C’est un phénomène entêtant, que l’on a tous (ou presque) déjà expérimenté : un air qui trotte dans la tête, que l’on répète en boucle et dont on a du mal à se débarrasser. On appelle cela un ver d’oreille. Comment et pourquoi survient-il ? Explications avec un chercheur en neurosciences cognitives.
Il suffit parfois d’un rien pour avoir l’impression qu’un disque rayé s’est emparé de votre cerveau. Un mot, une émotion, un souvenir, une chanson que vous venez d’écouter dans les transports ou que vous avez entendue en faisant vos courses. Et voilà un petit air qui tourne en boucle dans votre tête. C’est parti pour durer un bon moment. Voire une journée entière !
Ce phénomène porte un nom : le ver d’oreille. Il est très courant et intrigue les scientifiques. Nicolas Farrugia est un spécialiste de la question. Le chercheur en neurosciences cognitives à l’IMT Atlantique de Brest s’est très vite intéressé aux effets de la musique sur le cerveau. Lui-même est musicien, issu d’une famille de musiciens et a en permanence de la musique dans la tête.
Quand nous entamons la discussion sur le sujet, nous opérons un petit test. “Si je vous dis ‘banc public’ ?” me demande-t-il. Forcément, depuis, je n’ai pas cessé de fredonner mentalement le refrain de la chanson de Brassens !

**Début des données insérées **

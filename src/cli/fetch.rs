//! Direct K3 Cloud queries

use colored::Colorize;
use log::debug;

use crate::cli::GlobalOptions;
use crate::cli::context::k3_client;
use crate::output::{self, display::RecordDisplay};
use k3sync::config::Config;
use k3sync::{InventoryApi, InventoryRecord, Result, query_all_warehouses};

/// Query one warehouse, or every configured warehouse, without touching the cache
pub async fn run(opts: &GlobalOptions, warehouse: Option<&str>, limit: Option<usize>) -> Result<()> {
    let config = Config::load_at(opts.config_ref())?;
    let client = k3_client(&config)?;
    let limit = limit.unwrap_or(config.k3.page_limit);

    let records: Vec<InventoryRecord> = match warehouse {
        Some(code) => {
            debug!("Querying warehouse {} (limit {})", code, limit);
            client.query_inventory(code, limit).await?
        }
        None => {
            let codes = config.query_codes();
            let report = query_all_warehouses(&client, &codes, limit).await;
            for (code, err) in &report.failed {
                eprintln!("{} warehouse {}: {}", "⚠".yellow(), code, err);
            }
            report.into_records()?
        }
    };

    output::print::<InventoryRecord, RecordDisplay>(&records, opts.format)
}
//! Snapshot store management commands

use chrono::Utc;

use crate::cli::{GlobalOptions, OutputFormat};
use crate::output::formatters::{format_age, format_captured_at, format_size, freshness_label};
use k3sync::Result;
use k3sync::cache::SnapshotStore;
use k3sync::config::Config;

fn open_store(opts: &GlobalOptions) -> Result<SnapshotStore> {
    let config = Config::load_at(opts.config_ref())?;
    Ok(SnapshotStore::open_at(&config.cache_dir()?)?)
}

/// Show snapshot store statistics
pub fn status(opts: &GlobalOptions) -> Result<()> {
    let store = open_store(opts)?;
    let stats = store.stats()?;

    match opts.format {
        OutputFormat::Json => {
            let json = serde_json::json!({
                "entries": stats.entries,
                "records": stats.record_count,
                "size_bytes": stats.size_bytes,
                "size_human": format_size(stats.size_bytes),
                "updated_at": stats.updated_at.map(|t| t.timestamp_millis()),
                "fresh": stats.is_fresh(),
                "path": store.path().display().to_string(),
            });
            println!("{}", serde_json::to_string_pretty(&json)?);
        }
        OutputFormat::Table => {
            println!("Snapshot Store");
            println!("────────────────────────────────────────");
            println!("Location:       {}", store.path().display());
            println!("Records:        {}", stats.record_count);
            println!("Payload size:   {}", format_size(stats.size_bytes));

            match stats.updated_at {
                Some(updated_at) => {
                    println!("Captured:       {}", format_captured_at(updated_at));
                    println!(
                        "Age:            {} ({})",
                        format_age(updated_at, Utc::now()),
                        freshness_label(updated_at)
                    );
                }
                None => println!("Captured:       never"),
            }
        }
    }

    Ok(())
}

/// Remove the stored snapshot
pub fn clear(opts: &GlobalOptions) -> Result<()> {
    let stats = open_store(opts)?.clear_all()?;

    match opts.format {
        OutputFormat::Json => {
            let json = serde_json::json!({
                "entries_removed": stats.entries_removed,
                "success": true,
            });
            println!("{}", serde_json::to_string_pretty(&json)?);
        }
        OutputFormat::Table => {
            if stats.entries_removed > 0 {
                println!("Cleared {} stored snapshot(s)", stats.entries_removed);
            } else {
                println!("Snapshot store was already empty");
            }
        }
    }

    Ok(())
}

/// Show the snapshot store location
pub fn path(opts: &GlobalOptions) -> Result<()> {
    let config = Config::load_at(opts.config_ref())?;
    println!("{}", config.cache_dir()?.display());
    Ok(())
}
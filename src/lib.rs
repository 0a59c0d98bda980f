//! k3sync - warehouse inventory from K3 Cloud, kept warm in a tiered cache
//!
//! Consumers build one [`InventoryCache`] (memory, durable store, published
//! snapshot, K3 fetch), hand it to a [`SyncScheduler`] to keep it fresh, and
//! read snapshots from it on their own cadence.

pub mod cache;
pub mod client;
pub mod config;
pub mod error;
pub mod metrics;
pub mod signing;
pub mod sync;
pub mod warehouse;

pub use cache::{CACHE_TTL, CacheBuilder, CacheSnapshot, InventoryCache};
pub use client::{InventoryApi, InventoryRecord, K3CloudClient, query_all_warehouses};
pub use error::{ApiError, Error, Result};
pub use metrics::{GroupMetric, aggregate_by_group, inventory_rows};
pub use sync::{SyncScheduler, UpdateCallback};
pub use warehouse::{WarehouseGroup, default_groups};
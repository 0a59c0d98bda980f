//! Mock inventory client for testing
//!
//! Scripted per-warehouse rows, failures and latency, with call tracking, so
//! the fan-out, cache and scheduler can be exercised without a K3 server.

use async_trait::async_trait;
use std::collections::HashMap;
use std::sync::Mutex;
use std::sync::atomic::{AtomicUsize, Ordering};
use std::time::Duration;

use super::{InventoryApi, InventoryRecord};
use crate::error::ApiError;

/// Mock K3 client.
///
/// # Example
/// ```ignore
/// let mock = MockInventoryClient::new()
///     .with_rows("CK0201", vec![MockInventoryClient::record("M1", "CK0201", 1000.0)])
///     .with_failure("CK0102", ApiError::Forbidden);
/// ```
#[derive(Default)]
pub struct MockInventoryClient {
    /// Rows returned per warehouse; unknown warehouses return no rows
    rows: Mutex<HashMap<String, Vec<InventoryRecord>>>,
    /// Warehouses that fail on every call
    failures: Mutex<HashMap<String, ApiError>>,
    /// Fail every warehouse, regardless of `failures`
    fail_all: Mutex<Option<ApiError>>,
    /// Artificial latency per warehouse
    delays: Mutex<HashMap<String, Duration>>,
    /// Latency applied to every warehouse without its own delay
    default_delay: Mutex<Option<Duration>>,
    /// Calls per warehouse
    calls: Mutex<HashMap<String, usize>>,
    /// Limits passed, in call order
    limits: Mutex<Vec<usize>>,
    total_calls: AtomicUsize,
    in_flight: AtomicUsize,
    max_in_flight: AtomicUsize,
}

impl MockInventoryClient {
    /// Create a mock with no rows and no failures.
    pub fn new() -> Self {
        Self::default()
    }

    /// Convenience constructor for a record
    pub fn record(material_code: &str, warehouse_code: &str, quantity: f64) -> InventoryRecord {
        InventoryRecord {
            material_code: material_code.to_string(),
            material_name: format!("{material_code} name"),
            warehouse_code: warehouse_code.to_string(),
            warehouse_name: format!("{warehouse_code} name"),
            quantity,
        }
    }

    /// Configure rows returned for `warehouse`.
    pub fn with_rows(self, warehouse: &str, rows: Vec<InventoryRecord>) -> Self {
        self.set_rows(warehouse, rows);
        self
    }

    /// Make every query for `warehouse` fail with `error`.
    pub fn with_failure(self, warehouse: &str, error: ApiError) -> Self {
        lock(&self.failures).insert(warehouse.to_string(), error);
        self
    }

    /// Delay every query for `warehouse` by `delay`.
    pub fn with_delay(self, warehouse: &str, delay: Duration) -> Self {
        lock(&self.delays).insert(warehouse.to_string(), delay);
        self
    }

    /// Delay every query without a per-warehouse delay.
    pub fn with_default_delay(self, delay: Duration) -> Self {
        *lock(&self.default_delay) = Some(delay);
        self
    }

    /// Replace the rows for `warehouse` after construction.
    pub fn set_rows(&self, warehouse: &str, rows: Vec<InventoryRecord>) {
        lock(&self.rows).insert(warehouse.to_string(), rows);
    }

    /// Fail (or stop failing) every warehouse.
    pub fn set_fail_all(&self, error: Option<ApiError>) {
        *lock(&self.fail_all) = error;
    }

    /// Total queries issued
    pub fn total_calls(&self) -> usize {
        self.total_calls.load(Ordering::SeqCst)
    }

    /// Queries issued for one warehouse
    pub fn calls_for(&self, warehouse: &str) -> usize {
        lock(&self.calls).get(warehouse).copied().unwrap_or(0)
    }

    /// Highest number of concurrently running queries observed
    pub fn max_in_flight(&self) -> usize {
        self.max_in_flight.load(Ordering::SeqCst)
    }

    /// Limits passed to each query, in call order
    pub fn limits(&self) -> Vec<usize> {
        lock(&self.limits).clone()
    }

    fn delay_for(&self, warehouse: &str) -> Option<Duration> {
        lock(&self.delays)
            .get(warehouse)
            .copied()
            .or(*lock(&self.default_delay))
    }
}

fn lock<T>(mutex: &Mutex<T>) -> std::sync::MutexGuard<'_, T> {
    mutex.lock().unwrap_or_else(|poisoned| poisoned.into_inner())
}

#[async_trait]
impl InventoryApi for MockInventoryClient {
    async fn query_inventory(
        &self,
        warehouse_code: &str,
        limit: usize,
    ) -> Result<Vec<InventoryRecord>, ApiError> {
        self.total_calls.fetch_add(1, Ordering::SeqCst);
        *lock(&self.calls)
            .entry(warehouse_code.to_string())
            .or_insert(0) += 1;
        lock(&self.limits).push(limit);

        let current = self.in_flight.fetch_add(1, Ordering::SeqCst) + 1;
        self.max_in_flight.fetch_max(current, Ordering::SeqCst);

        if let Some(delay) = self.delay_for(warehouse_code) {
            tokio::time::sleep(delay).await;
        }

        self.in_flight.fetch_sub(1, Ordering::SeqCst);

        if let Some(err) = lock(&self.fail_all).clone() {
            return Err(err);
        }
        if let Some(err) = lock(&self.failures).get(warehouse_code) {
            return Err(err.clone());
        }

        let rows = lock(&self.rows)
            .get(warehouse_code)
            .cloned()
            .unwrap_or_default();
        Ok(rows.into_iter().take(limit).collect())
    }
}

#[cfg(test)]
mod tests {
    use super::*;

    #[tokio::test]
    async fn test_mock_returns_configured_rows() {
        let mock = MockInventoryClient::new()
            .with_rows("A", vec![MockInventoryClient::record("M1", "A", 5.0)]);

        let rows = mock.query_inventory("A", 100).await.unwrap();
        assert_eq!(rows.len(), 1);
        assert!(mock.query_inventory("B", 100).await.unwrap().is_empty());
        assert_eq!(mock.total_calls(), 2);
        assert_eq!(mock.calls_for("A"), 1);
    }

    #[tokio::test]
    async fn test_mock_respects_limit() {
        let mock = MockInventoryClient::new().with_rows(
            "A",
            vec![
                MockInventoryClient::record("M1", "A", 1.0),
                MockInventoryClient::record("M2", "A", 2.0),
            ],
        );

        assert_eq!(mock.query_inventory("A", 1).await.unwrap().len(), 1);
    }

    #[tokio::test]
    async fn test_mock_fail_all_toggle() {
        let mock = MockInventoryClient::new();
        mock.set_fail_all(Some(ApiError::Forbidden));
        assert!(mock.query_inventory("A", 1).await.is_err());

        mock.set_fail_all(None);
        assert!(mock.query_inventory("A", 1).await.is_ok());
    }
}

“L’association d’idées est l’un des déclencheurs du ver d’oreille, explique le chercheur brestois. L’écoute récente d’un morceau en est une autre. Tout le monde n’y est pas sensible de la même manière. Des études commencent à montrer que le ver d’oreille est lié à des traits de personnalité. Par exemple, si on pratique la musique, si on écoute beaucoup de musique, on aura plus de vers d’oreille”.
Tempo rapide, morceaux à la construction simple, rupture dans la mélodie sont autant d’éléments qui font que telle ou telle chanson est plus facile à retenir et pirate le cerveau. “Dans les chansons les plus citées, indique Nicolas Farrugia, on retrouve des tubes évidemment, des pubs télé et parfois des morceaux qui n’existent même pas”.
“Bad Romance” de Lady Gaga figure dans la liste, tout comme “YMCA” de Village People, “Happy” de Pharell Williams, sans parler du “Libérééééeee, délivréééééeee” qui en a hanté plus d’un.
Que le cerveau choisisse de transformer quelques notes de musique en ver obsédant, incontrôlable et répétitif est une chose. S’en débarrasser en est une autre.
Déjà, se boucher les oreilles ne sert à rien. Plus sérieusement, le chercheur en neurosciences cognitives donne quelques pistes. “Chanter le morceau jusqu’au bout peut aider, le remplacer par une autre chanson aussi. Il y a un truc plus surprenant qui fonctionne : boire un verre à la paille car cela engage la fonction articulatoire des muscles de la bouche qui est reliée au système auditif”. En gros, cela permet de dévier l’attention du cerveau.
Discuter semble une bonne solution également. “La preuve, sourit Nicolas Farrugia, pendant que je vous parle, je n’ai plus de musique dans la tête”.
Il paraît que mâcher du chewing-gum donne aussi des résultats ! Si aucune de ces alternatives ne vous libère d’un refrain qui s’entête à vous pourrir votre journée – surtout si ce n’est pas le genre de musique que vous écoutez habituellement, il ne vous reste plus qu’à prendre votre mal en patience. Ou à refiler le ver d’oreille à votre voisin en le chantant à tue-tête.